Vanishing white matter leukodystrophy due to novel EIF2B4 mutation in an adult female

Department of Neurology, Nemcare Hospital, Guwahati, Assam, India
Department of Neurology, Continental Hospital Hyderabad, India
Department of Neurology, NIMHANS, Bengaluru, Karnataka, India.

*Corresponding author: Girish Baburao Kulkarni, Department of Neurology, NIMHANS, Bengaluru, Karnataka, India. gbk5000@rediffmail.com

Licence
This is an open-access article distributed under the terms of the Creative Commons Attribution-Non Commercial-Share Alike 4.0 License, which allows others to remix, transform, and build upon the work non-commercially, as long as the author is credited and the new creations are licensed under the identical terms.

How to cite this article: Goyal S, Mudabbir M, Taallapalli AV, Nashi S, Kulkarni GB. Vanishing white matter leukodystrophy due to novel EIF2B4 mutation in an adult female. J Neurosci Rural Pract 2023;14:191-2.

Dear Editor,

The vanishing white matter leukodystrophy (VWM) is an autosomal recessive leukodystrophy which can present in childhood (1–5 years) as well as adulthood (15%).[1] They present with behavioral changes, dementia, migraine, and seizures.[1] Premature ovarian insufficiency and stress (fever, trauma, and infections) related clinical worsening are the characteristic features. Mutation in the genes encoding eukaryotic translation initiation factor 2B (EIF2B1-EIF2B5) is the culprit. The EIF2B5 mutation accounts for the majority of cases.[2-5] To the best of our knowledge, there are no genetically proven cases of adult-onset VWMD with EIF2B4-related mutations reported from India.

A 52-year-old lady, born out of non-consanguineous parents, presented with 2-year history of slowly progressive dragging of the right foot, 1-year history of bladder urgency, 6-month history of the right-sided abnormal posturing of limbs, swaying, and behavioral disturbances. Two months before presentation, she had high-grade fever followed by which she became bed-bound and double incontinent. She attained menopause at the age of 35 years. No significant family history.

On examination, she was opening eyes spontaneously, but could not obey simple commands. Cognitive examination revealed perseveration, repetition, echolalia, and emotional incontinence. There was a relative paucity of the right upper and lower limb with contractures and bilateral spasticity. Deep tendon reflexes were exaggerated with extensor plantar response bilaterally.

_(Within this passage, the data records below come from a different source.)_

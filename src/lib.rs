//! anchorframe - Authority-gated shared spatial frame coordination
//!
//! One participant per session (the Host) senses the environment and sets
//! the shared anchor pose; every other participant follows. The crate
//! resolves authority, gates sensing on it, aligns and binds content to the
//! shared anchor, and snaps content onto the detected floor.

pub mod anchor;
pub mod authority;
pub mod cli;
pub mod collaborators;
pub mod config;
pub mod errors;
pub mod geometry;
pub mod observability;
pub mod sensing;
pub mod session;
pub mod sim;
pub mod snap;

pub use errors::{FrameError, FrameErrorKind, FrameResult};
pub use session::{FrameSession, TickReport};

On evaluation, she was detected to have anemia (8.1 g/dl). Liver and kidney function tests, and thyroid function test, lactate, and ammonia were normal. Her urine for abnormal metabolites, serum aryl-sulfatase levels, and tandem mass spectrometer were negative. Serology for human immunodeficiency virus and venereal disease research laboratories tests were negative. Nerve conduction studies and cerebrospinal fluid study were unremarkable. Magnetic resonance imaging (MRI) brain demonstrated diffuse white matter involvement with radiating strips of preserved white matter [Figure 1a]. External capsule involvement and sparing of the basal ganglia and thalamus [Figure 1b] were seen. Cysts were present in both anterior frontal regions [Figure 1c] with no diffusion restriction [Figures 1d and e] and no contrast enhancement [Figure 1f]. Thinning of the corpus callosum [Figure 2a], selective involvement of posterior limb of the internal capsule [Figure 2b], central tegmental tract hyperintensities [Figure 2c], and mineralization of globus pallidus [Figure 2d] were seen. Based on clinical and imaging characteristics, diagnosis of adult-onset VWM was made.

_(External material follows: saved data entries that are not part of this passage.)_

//! Vector and rotation types

use serde::{Deserialize, Serialize};
use std::ops::{Add, Mul, Neg, Sub};

/// Three-component vector
#[derive(Debug, Clone, Copy, PartialEq, Default, Serialize, Deserialize)]
pub struct Vec3 {
    pub x: f32,
    pub y: f32,
    pub z: f32,
}

impl Vec3 {
    pub const ZERO: Vec3 = Vec3 { x: 0.0, y: 0.0, z: 0.0 };
    pub const UP: Vec3 = Vec3 { x: 0.0, y: 1.0, z: 0.0 };
    pub const DOWN: Vec3 = Vec3 { x: 0.0, y: -1.0, z: 0.0 };
    pub const FORWARD: Vec3 = Vec3 { x: 0.0, y: 0.0, z: 1.0 };

    pub const fn new(x: f32, y: f32, z: f32) -> Self {
        Self { x, y, z }
    }

    pub fn dot(self, other: Vec3) -> f32 {
        self.x * other.x + self.y * other.y + self.z * other.z
    }

    pub fn cross(self, other: Vec3) -> Vec3 {
        Vec3::new(
            self.y * other.z - self.z * other.y,
            self.z * other.x - self.x * other.z,
            self.x * other.y - self.y * other.x,
        )
    }

    pub fn length(self) -> f32 {
        self.dot(self).sqrt()
    }

    pub fn distance(self, other: Vec3) -> f32 {
        (self - other).length()
    }

    /// Component-wise minimum.
    pub fn min(self, other: Vec3) -> Vec3 {
        Vec3::new(self.x.min(other.x), self.y.min(other.y), self.z.min(other.z))
    }

    /// Component-wise maximum.
    pub fn max(self, other: Vec3) -> Vec3 {
        Vec3::new(self.x.max(other.x), self.y.max(other.y), self.z.max(other.z))
    }

    /// Copy of this vector with `y` replaced.
    pub fn with_y(self, y: f32) -> Vec3 {
        Vec3::new(self.x, y, self.z)
    }
}

impl Add for Vec3 {
    type Output = Vec3;
    fn add(self, rhs: Vec3) -> Vec3 {
        Vec3::new(self.x + rhs.x, self.y + rhs.y, self.z + rhs.z)
    }
}

impl Sub for Vec3 {
    type Output = Vec3;
    fn sub(self, rhs: Vec3) -> Vec3 {
        Vec3::new(self.x - rhs.x, self.y - rhs.y, self.z - rhs.z)
    }
}

impl Mul<f32> for Vec3 {
    type Output = Vec3;
    fn mul(self, rhs: f32) -> Vec3 {
        Vec3::new(self.x * rhs, self.y * rhs, self.z * rhs)
    }
}

impl Neg for Vec3 {
    type Output = Vec3;
    fn neg(self) -> Vec3 {
        Vec3::new(-self.x, -self.y, -self.z)
    }
}

/// Unit quaternion rotation
///
/// Euler decomposition follows the Z, then X, then Y application order,
/// so `q = yaw * pitch * roll`. Yaw can therefore be replaced without
/// touching pitch and roll.
#[derive(Debug, Clone, Copy, PartialEq, Serialize, Deserialize)]
pub struct Quat {
    pub x: f32,
    pub y: f32,
    pub z: f32,
    pub w: f32,
}

impl Default for Quat {
    fn default() -> Self {
        Self::IDENTITY
    }
}

impl Quat {
    pub const IDENTITY: Quat = Quat { x: 0.0, y: 0.0, z: 0.0, w: 1.0 };

    pub const fn new(x: f32, y: f32, z: f32, w: f32) -> Self {
        Self { x, y, z, w }
    }

    /// Rotation of `degrees` about `axis` (normalized internally).
    pub fn from_axis_angle(axis: Vec3, degrees: f32) -> Self {
        let len = axis.length();
        if len <= f32::EPSILON {
            return Self::IDENTITY;
        }
        let axis = axis * (1.0 / len);
        let half = degrees.to_radians() * 0.5;
        let s = half.sin();
        Self::new(axis.x * s, axis.y * s, axis.z * s, half.cos())
    }

    /// Pure yaw rotation about +Y.
    pub fn from_yaw(degrees: f32) -> Self {
        Self::from_axis_angle(Vec3::UP, degrees)
    }

    pub fn conjugate(self) -> Self {
        Self::new(-self.x, -self.y, -self.z, self.w)
    }

    /// Inverse of a unit quaternion.
    pub fn inverse(self) -> Self {
        self.conjugate()
    }

    pub fn normalized(self) -> Self {
        let len = (self.x * self.x + self.y * self.y + self.z * self.z + self.w * self.w).sqrt();
        if len <= f32::EPSILON {
            return Self::IDENTITY;
        }
        let inv = 1.0 / len;
        Self::new(self.x * inv, self.y * inv, self.z * inv, self.w * inv)
    }

    /// Rotate a vector.
    pub fn rotate(self, v: Vec3) -> Vec3 {
        let u = Vec3::new(self.x, self.y, self.z);
        let t = u.cross(v) * 2.0;
        v + t * self.w + u.cross(t)
    }

    /// Yaw in degrees, `[0, 360)`.
    pub fn yaw_degrees(self) -> f32 {
        let siny = 2.0 * (self.x * self.z + self.w * self.y);
        let cosy = 1.0 - 2.0 * (self.x * self.x + self.y * self.y);
        siny.atan2(cosy).to_degrees().rem_euclid(360.0)
    }

    /// Same pitch and roll, yaw replaced by `degrees`.
    pub fn with_yaw(self, degrees: f32) -> Self {
        let current = Self::from_yaw(self.yaw_degrees());
        (Self::from_yaw(degrees) * current.inverse() * self).normalized()
    }
}

impl Mul for Quat {
    type Output = Quat;
    fn mul(self, rhs: Quat) -> Quat {
        Quat::new(
            self.w * rhs.x + self.x * rhs.w + self.y * rhs.z - self.z * rhs.y,
            self.w * rhs.y - self.x * rhs.z + self.y * rhs.w + self.z * rhs.x,
            self.w * rhs.z + self.x * rhs.y - self.y * rhs.x + self.z * rhs.w,
            self.w * rhs.w - self.x * rhs.x - self.y * rhs.y - self.z * rhs.z,
        )
    }
}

Magnetic resonance imaging (MRI) brain – A}XIAL T2-weighted imaging (T2WI) shows diffuse hyperintense signal with hypointense radiating strips of preserved white matter (a). Axial FLAIR image depicts the involvement of an external capsule with sparing of the basal ganglia and thalamus (b), suppression of signal of affected white matter in anterior bifrontal region s/o cyst formation, white matter in the parietal and posterior frontal region is hyperintense (c). Diffusion-weighted imaging and apparent diffusion coefficient (d and e) reveal no diffusion restriction. Post-contrast FLAIR image of the brain showing no enhancement in the areas of signal alteration (f). Arrows showing the abnormalities.
Figure 1:
Magnetic resonance imaging (MRI) brain – A}XIAL T2-weighted imaging (T2WI) shows diffuse hyperintense signal with hypointense radiating strips of preserved white matter (a). Axial FLAIR image depicts the involvement of an external capsule with sparing of the basal ganglia and thalamus (b), suppression of signal of affected white matter in anterior bifrontal region s/o cyst formation, white matter in the parietal and posterior frontal region is hyperintense (c). Diffusion-weighted imaging and apparent diffusion coefficient (d and e) reveal no diffusion restriction. Post-contrast FLAIR image of the brain showing no enhancement in the areas of signal alteration (f). Arrows showing the abnormalities.
MRI brain – sagittal T2WI image of the brain shows the involvement of inner layer of the corpus callosum with thinning of corpus callosum (a), axial FLAIR image at the level of basal ganglia demonstrates the involvement of posterior limb of the internal capsule with sparing of anterior limb (b), axial FLAIR image at the level of pons illustrates hyperintense signal along central tegmental tract (c), and axial SWI image shows hypointensity in bilateral globus pallidus suggestive of mineralization (d). Arrows showing the abnormalities.
Figure 2:
MRI brain – sagittal T2WI image of the brain shows the involvement of inner layer of the corpus callosum with thinning of corpus callosum (a), axial FLAIR image at the level of basal ganglia demonstrates the involvement of posterior limb of the internal capsule with sparing of anterior limb (b), axial FLAIR image at the level of pons illustrates hyperintense signal along central tegmental tract (c), and axial SWI image shows hypointensity in bilateral globus pallidus suggestive of mineralization (d). Arrows showing the abnormalities.

Genetic testing revealed a homozygous missense mutation in exon-12 of the EIF2B4 gene.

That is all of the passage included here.